ラジエターと新設した電動ファンを組合わせて車体に搭載。
車体側には一切手を加えず、ボルトオンできます。
サーモスタットも流用情報が曖昧だったので、作動テストで正常を確認して再使用。
サーモスタットケースのホースネック。全面を清掃してシリコンシーラントを除去、勘合面の平滑度を確認します。
スタンプ台と円定規、ポンチとカッターを使って、ガスケットシートを切出します。
サーモスタットケース側のホースネックは腐食による巣穴が大きく、シーラントを併用しても液漏れを起こす懸念があったため、面で絞められるホースバンドを使用しています。
新しいエンジンオイルとエンジン冷却水を注いで、エンジンを再始動。トヨタ2000GTのラジエターにリザーブタンクは無く、オーバーフローは開放式。液量は慎重に調整します。
完全暖機して冷却水路に圧力をかけ、エンジン回転数を上げて油圧を上げます。
漏れがないことを確認して汚濁箇所を洗浄したら、整備完了です。
オイルクーラーのステーを製作するにあたり敬意を表したかったのは、このアンダーカウルです。オールステンレスでワンオフ製作されており、機能面でも申し分ない形状。しかも、トヨタ2000GTのディティールと良く調和して、現車を特徴づけるアイコンになっています。
新設した薄型電動ファンのON/OFFには、熱電対を使った専用リレーを利用します。純正電動ファンと同じタイミングで発動しないように、別々の場所にセンサーを取付けて異なる温度で発動するように調整します。

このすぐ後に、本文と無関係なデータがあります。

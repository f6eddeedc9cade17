//! Test doubles and builders shared by the worker test modules

use crate::cache::VolumeCache;
use crate::devices::{Device, DeviceManager, PooledDeviceManager};
use crate::diskspace::DiskProbe;
use crate::gc::GarbageCollector;
use crate::handler::{ExecutionOptions, HandlerFactory, HandlerStatus, TaskHandler};
use crate::host::{HostController, ShutdownIntent, ShutdownManager};
use crate::monitor::Monitor;
use crate::queue::Queue;
use crate::worker::{Worker, WorkerDeps};
use anyhow::Result;
use async_trait::async_trait;
use chrono::Utc;
use shared::api::{
    CancelMessage, CancelPayload, Capabilities, Claim, RunInfo, Task, TaskPayload, TaskStatus,
};
use shared::{EventType, LifecycleEvent, WorkerConfig};
use std::collections::{HashMap, VecDeque};
use std::path::{Path, PathBuf};
use std::sync::atomic::{AtomicBool, AtomicU32, Ordering};
use std::sync::{Arc, Mutex};
use std::time::Duration;
use tokio::sync::Notify;

// ---------------------------------------------------------------------------
// Monitor

#[derive(Default)]
pub struct MonitorState {
    pub counts: Mutex<HashMap<String, u64>>,
    pub measures: Mutex<Vec<(String, f64)>>,
    pub events: Mutex<Vec<LifecycleEvent>>,
}

/// Monitor capturing every emission for assertions.
#[derive(Clone, Default)]
pub struct TestMonitor {
    pub state: Arc<MonitorState>,
}

impl TestMonitor {
    pub fn count_of(&self, name: &str) -> u64 {
        self.state
            .counts
            .lock()
            .unwrap()
            .get(name)
            .copied()
            .unwrap_or(0)
    }

    pub fn measures_of(&self, name: &str) -> Vec<f64> {
        self.state
            .measures
            .lock()
            .unwrap()
            .iter()
            .filter(|(n, _)| n == name)
            .map(|(_, v)| *v)
            .collect()
    }

    pub fn events_of(&self, event_type: EventType) -> Vec<LifecycleEvent> {
        self.state
            .events
            .lock()
            .unwrap()
            .iter()
            .filter(|e| e.event_type == event_type)
            .cloned()
            .collect()
    }
}

impl Monitor for TestMonitor {
    fn count(&self, name: &str, n: u64) {
        *self
            .state
            .counts
            .lock()
            .unwrap()
            .entry(name.to_string())
            .or_insert(0) += n;
    }

    fn measure(&self, name: &str, value: f64) {
        self.state
            .measures
            .lock()
            .unwrap()
            .push((name.to_string(), value));
    }

    fn log_event(&self, event: LifecycleEvent) {
        self.state.events.lock().unwrap().push(event);
    }

    fn child(&self, _name: &str) -> Arc<dyn Monitor> {
        Arc::new(self.clone())
    }
}

// ---------------------------------------------------------------------------
// Queue

/// Queue double that hands out pre-loaded claim batches and records every
/// claim-work call.
#[derive(Default)]
pub struct FakeQueue {
    batches: Mutex<VecDeque<Vec<Claim>>>,
    calls: Mutex<Vec<u32>>,
    pub fail: AtomicBool,
}

impl FakeQueue {
    pub fn push_batch(&self, claims: Vec<Claim>) {
        self.batches.lock().unwrap().push_back(claims);
    }

    pub fn calls(&self) -> Vec<u32> {
        self.calls.lock().unwrap().clone()
    }
}

#[async_trait]
impl Queue for FakeQueue {
    async fn claim_work(&self, n_tasks: u32) -> Result<Vec<Claim>> {
        if self.fail.load(Ordering::SeqCst) {
            return Err(anyhow::anyhow!("queue unreachable"));
        }
        self.calls.lock().unwrap().push(n_tasks);
        Ok(self
            .batches
            .lock()
            .unwrap()
            .pop_front()
            .unwrap_or_default())
    }
}

// ---------------------------------------------------------------------------
// Devices

/// Device manager double: real pools plus a switchable probe failure.
pub struct FakeDeviceManager {
    inner: PooledDeviceManager,
    pub fail_probe: AtomicBool,
}

impl FakeDeviceManager {
    pub fn new(pools: &[(&str, u32)]) -> Self {
        let sizes = pools
            .iter()
            .map(|(kind, count)| (kind.to_string(), *count))
            .collect();
        Self {
            inner: PooledDeviceManager::new(&sizes),
            fail_probe: AtomicBool::new(false),
        }
    }

    pub fn capacity(&self) -> u32 {
        self.inner.available_capacity().unwrap()
    }
}

impl DeviceManager for FakeDeviceManager {
    fn available_capacity(&self) -> Result<u32> {
        if self.fail_probe.load(Ordering::SeqCst) {
            return Err(anyhow::anyhow!("device probe exploded"));
        }
        self.inner.available_capacity()
    }

    fn acquire(&self, kind: &str) -> Result<Box<dyn Device>> {
        self.inner.acquire(kind)
    }
}

// ---------------------------------------------------------------------------
// Disk, GC, cache

#[derive(Default)]
pub struct FakeDiskProbe {
    pub pressure: AtomicBool,
    pub fail: AtomicBool,
    pub calls: Mutex<Vec<(u64, u32)>>,
}

impl DiskProbe for FakeDiskProbe {
    fn exceeds_threshold(
        &self,
        _volume: &Path,
        threshold_bytes: u64,
        admissible: u32,
    ) -> Result<bool> {
        self.calls.lock().unwrap().push((threshold_bytes, admissible));
        if self.fail.load(Ordering::SeqCst) {
            return Err(anyhow::anyhow!("disk probe exploded"));
        }
        Ok(self.pressure.load(Ordering::SeqCst))
    }
}

#[derive(Default)]
pub struct RecordingGc {
    sweeps: Mutex<Vec<bool>>,
}

impl RecordingGc {
    pub fn sweeps(&self) -> Vec<bool> {
        self.sweeps.lock().unwrap().clone()
    }
}

#[async_trait]
impl GarbageCollector for RecordingGc {
    async fn sweep(&self, full: bool) {
        self.sweeps.lock().unwrap().push(full);
    }
}

#[derive(Default)]
pub struct RecordingCache {
    purges: AtomicU32,
}

impl RecordingCache {
    pub fn purges(&self) -> u32 {
        self.purges.load(Ordering::SeqCst)
    }
}

#[async_trait]
impl VolumeCache for RecordingCache {
    async fn purge_caches(&self) {
        self.purges.fetch_add(1, Ordering::SeqCst);
    }
}

// ---------------------------------------------------------------------------
// Host and shutdown manager

pub struct FakeHost {
    shutdowns: AtomicU32,
    pub uptime_seconds: u64,
    pub billing_seconds: u64,
}

impl Default for FakeHost {
    fn default() -> Self {
        Self {
            shutdowns: AtomicU32::new(0),
            uptime_seconds: 3600,
            billing_seconds: 3600,
        }
    }
}

impl FakeHost {
    pub fn shutdowns(&self) -> u32 {
        self.shutdowns.load(Ordering::SeqCst)
    }
}

#[async_trait]
impl HostController for FakeHost {
    fn uptime(&self) -> Result<u64> {
        Ok(self.uptime_seconds)
    }

    fn billing_cycle_uptime(&self) -> Result<u64> {
        Ok(self.billing_seconds)
    }

    async fn shutdown(&self) -> Result<()> {
        self.shutdowns.fetch_add(1, Ordering::SeqCst);
        Ok(())
    }
}

#[derive(Default)]
pub struct ScriptedShutdownManager {
    intent: Mutex<Option<ShutdownIntent>>,
    pub idle_reports: AtomicU32,
    pub working_reports: AtomicU32,
}

impl ScriptedShutdownManager {
    pub fn set_intent(&self, intent: ShutdownIntent) {
        *self.intent.lock().unwrap() = Some(intent);
    }
}

impl ShutdownManager for ScriptedShutdownManager {
    fn on_idle(&self) {
        self.idle_reports.fetch_add(1, Ordering::SeqCst);
    }

    fn on_working(&self) {
        self.working_reports.fetch_add(1, Ordering::SeqCst);
    }

    fn should_exit(&self) -> ShutdownIntent {
        self.intent.lock().unwrap().unwrap_or(ShutdownIntent::None)
    }
}

// ---------------------------------------------------------------------------
// Handlers

/// Handler double. Immediate variants finish on their own after a short
/// delay; holding variants wait for their gate, a cancel, or an abort.
pub struct FakeHandler {
    fail: bool,
    gate: Option<Arc<Notify>>,
    stop: Notify,
    cancels: Mutex<Vec<String>>,
    aborts: Mutex<Vec<String>>,
    status: Mutex<HandlerStatus>,
}

impl FakeHandler {
    fn build(fail: bool, gate: Option<Arc<Notify>>) -> Arc<Self> {
        Arc::new(Self {
            fail,
            gate,
            stop: Notify::new(),
            cancels: Mutex::new(Vec::new()),
            aborts: Mutex::new(Vec::new()),
            status: Mutex::new(HandlerStatus::Pending),
        })
    }

    /// Completes successfully after a short delay.
    pub fn immediate() -> Arc<Self> {
        Self::build(false, None)
    }

    /// Fails after a short delay.
    pub fn failing() -> Arc<Self> {
        Self::build(true, None)
    }

    /// Runs until the returned gate is notified (or the handler is canceled
    /// or aborted).
    pub fn holding() -> (Arc<Self>, Arc<Notify>) {
        let gate = Arc::new(Notify::new());
        (Self::build(false, Some(gate.clone())), gate)
    }

    pub fn cancels(&self) -> Vec<String> {
        self.cancels.lock().unwrap().clone()
    }

    pub fn aborts(&self) -> Vec<String> {
        self.aborts.lock().unwrap().clone()
    }
}

#[async_trait]
impl TaskHandler for FakeHandler {
    async fn start(&self) -> Result<()> {
        *self.status.lock().unwrap() = HandlerStatus::Running;

        if let Some(gate) = &self.gate {
            tokio::select! {
                _ = gate.notified() => {}
                _ = self.stop.notified() => {
                    *self.status.lock().unwrap() = HandlerStatus::Canceled;
                    return Ok(());
                }
            }
        } else {
            // Long enough that retirement observes a non-zero run time.
            tokio::time::sleep(Duration::from_millis(20)).await;
        }

        if self.fail {
            *self.status.lock().unwrap() = HandlerStatus::Failed;
            Err(anyhow::anyhow!("task blew up"))
        } else {
            *self.status.lock().unwrap() = HandlerStatus::Succeeded;
            Ok(())
        }
    }

    fn cancel(&self, reason: &str) {
        self.cancels.lock().unwrap().push(reason.to_string());
        self.stop.notify_one();
    }

    fn abort(&self, reason: &str) -> Result<()> {
        self.aborts.lock().unwrap().push(reason.to_string());
        self.stop.notify_one();
        Ok(())
    }

    fn status(&self) -> HandlerStatus {
        *self.status.lock().unwrap()
    }
}

/// Factory double handing out pre-registered handlers by (task, run).
#[derive(Default)]
pub struct FakeHandlerFactory {
    handlers: Mutex<HashMap<(String, u32), Arc<FakeHandler>>>,
    pub created: Mutex<Vec<(String, u32, ExecutionOptions)>>,
    pub fail_create: AtomicBool,
}

impl FakeHandlerFactory {
    pub fn register(&self, task_id: &str, run_id: u32, handler: Arc<FakeHandler>) {
        self.handlers
            .lock()
            .unwrap()
            .insert((task_id.to_string(), run_id), handler);
    }

    pub fn created_options(&self, task_id: &str, run_id: u32) -> Option<ExecutionOptions> {
        self.created
            .lock()
            .unwrap()
            .iter()
            .find(|(t, r, _)| t == task_id && *r == run_id)
            .map(|(_, _, options)| options.clone())
    }
}

impl HandlerFactory for FakeHandlerFactory {
    fn create(&self, claim: &Claim, options: ExecutionOptions) -> Result<Arc<dyn TaskHandler>> {
        if self.fail_create.load(Ordering::SeqCst) {
            return Err(anyhow::anyhow!("handler construction failed"));
        }
        let key = (claim.status.task_id.clone(), claim.run_id);
        self.created
            .lock()
            .unwrap()
            .push((key.0.clone(), key.1, options));
        let handler = self
            .handlers
            .lock()
            .unwrap()
            .get(&key)
            .cloned()
            .unwrap_or_else(FakeHandler::immediate);
        Ok(handler)
    }
}

// ---------------------------------------------------------------------------
// Claim and message builders

pub fn make_claim(task_id: &str, run_id: u32) -> Claim {
    Claim {
        status: TaskStatus {
            task_id: task_id.to_string(),
            runs: vec![],
        },
        run_id,
        task: Task {
            created: Utc::now(),
            payload: TaskPayload::default(),
        },
    }
}

pub fn claim_with_devices(task_id: &str, run_id: u32, kinds: &[&str]) -> Claim {
    let mut claim = make_claim(task_id, run_id);
    claim.task.payload.capabilities = Some(Capabilities {
        devices: kinds
            .iter()
            .map(|kind| (kind.to_string(), serde_json::json!({})))
            .collect(),
    });
    claim
}

pub fn cancel_message(task_id: &str, run_id: u32, reason: &str) -> CancelMessage {
    CancelMessage {
        payload: CancelPayload {
            run_id,
            status: TaskStatus {
                task_id: task_id.to_string(),
                runs: vec![RunInfo {
                    run_id,
                    state: Some("exception".to_string()),
                    reason_resolved: Some(reason.to_string()),
                }],
            },
        },
    }
}

// ---------------------------------------------------------------------------
// Worker harness

pub fn test_config(capacity: u32) -> WorkerConfig {
    WorkerConfig {
        worker_id: "test-worker".to_string(),
        queue_url: "http://localhost:1".to_string(),
        api_key: "secret".to_string(),
        task_capacity: capacity,
        poll_interval_ms: 1000,
        restrict_cpu: false,
        devices: HashMap::new(),
        work_volume: PathBuf::from("./work"),
        min_diskspace_bytes: 1024,
        cache_dir: PathBuf::from("./cache"),
        cache_max_bytes: 1024 * 1024,
        gc_min_age_seconds: 3600,
        capacity_report_interval_seconds: 60,
        idle_shutdown_timeout_seconds: 0,
        cancellation_poll_interval_seconds: 10,
        channel_buffer_size: 100,
        http_client_timeout_seconds: 5,
    }
}

/// All the collaborator doubles plus a way to build workers around them.
pub struct TestHarness {
    pub queue: Arc<FakeQueue>,
    pub device_manager: Arc<FakeDeviceManager>,
    pub disk: Arc<FakeDiskProbe>,
    pub gc: Arc<RecordingGc>,
    pub cache: Arc<RecordingCache>,
    pub host: Arc<FakeHost>,
    pub shutdown: Arc<ScriptedShutdownManager>,
    pub factory: Arc<FakeHandlerFactory>,
    pub monitor: TestMonitor,
}

impl TestHarness {
    pub fn new() -> Self {
        Self::with_devices(&[])
    }

    pub fn with_devices(pools: &[(&str, u32)]) -> Self {
        Self {
            queue: Arc::new(FakeQueue::default()),
            device_manager: Arc::new(FakeDeviceManager::new(pools)),
            disk: Arc::new(FakeDiskProbe::default()),
            gc: Arc::new(RecordingGc::default()),
            cache: Arc::new(RecordingCache::default()),
            host: Arc::new(FakeHost::default()),
            shutdown: Arc::new(ScriptedShutdownManager::default()),
            factory: Arc::new(FakeHandlerFactory::default()),
            monitor: TestMonitor::default(),
        }
    }

    pub fn worker(&self, capacity: u32) -> Worker {
        self.worker_with(test_config(capacity))
    }

    pub fn worker_with(&self, config: WorkerConfig) -> Worker {
        Worker::new(
            &config,
            WorkerDeps {
                queue: self.queue.clone(),
                device_manager: self.device_manager.clone(),
                disk_probe: self.disk.clone(),
                gc: self.gc.clone(),
                volume_cache: self.cache.clone(),
                host: self.host.clone(),
                shutdown_manager: self.shutdown.clone(),
                handler_factory: self.factory.clone(),
                monitor: Arc::new(self.monitor.clone()),
            },
        )
    }
}
//! HTTP API over the sync and grading engines.

pub mod api;
pub mod app;
pub mod tracing;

トヨタ2000GTの、冷却系統を修理する記事は以上です。
真夏にエンジン全開で走り回り、停車してすぐに冷房をつけたら、3つの電動ファンが全部回ることもあるかもしれません。オーナーがそういう乗り方をするかどうかは別にして、
「そのとき何が起きるか、何ができるか」
を、先回りして考えておく義務が自動車整備士にはあると、FTECは信じます。
この美しいクルマが、100年後も健全でありますように。